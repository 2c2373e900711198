//! Responder engine and platform contracts for Palaver.
//!
//! This crate defines the `Platform` trait (the capability gate and
//! transmission hook every binding implements) and the `Responder` that
//! accumulates, validates, and flushes outgoing message stacks for one
//! conversational turn. It depends only on `palaver-types` -- never on any
//! HTTP or platform-SDK crate.

pub mod engine;
//! The conversational engine: platform contracts and the responder.

pub mod platform;
pub mod responder;

pub use platform::{BoxPlatform, Platform};
pub use responder::{Responder, ResponderError};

ASSIGNMENT:
The lines from the one with "and the responder." through the end of the data above are to be set down exactly, with both boundary lines included and no other lines.

WRITTEN RESPONSE:
//! The conversational engine: platform contracts and the responder.

pub mod platform;
pub mod responder;

pub use platform::{BoxPlatform, Platform};
pub use responder::{Responder, ResponderError};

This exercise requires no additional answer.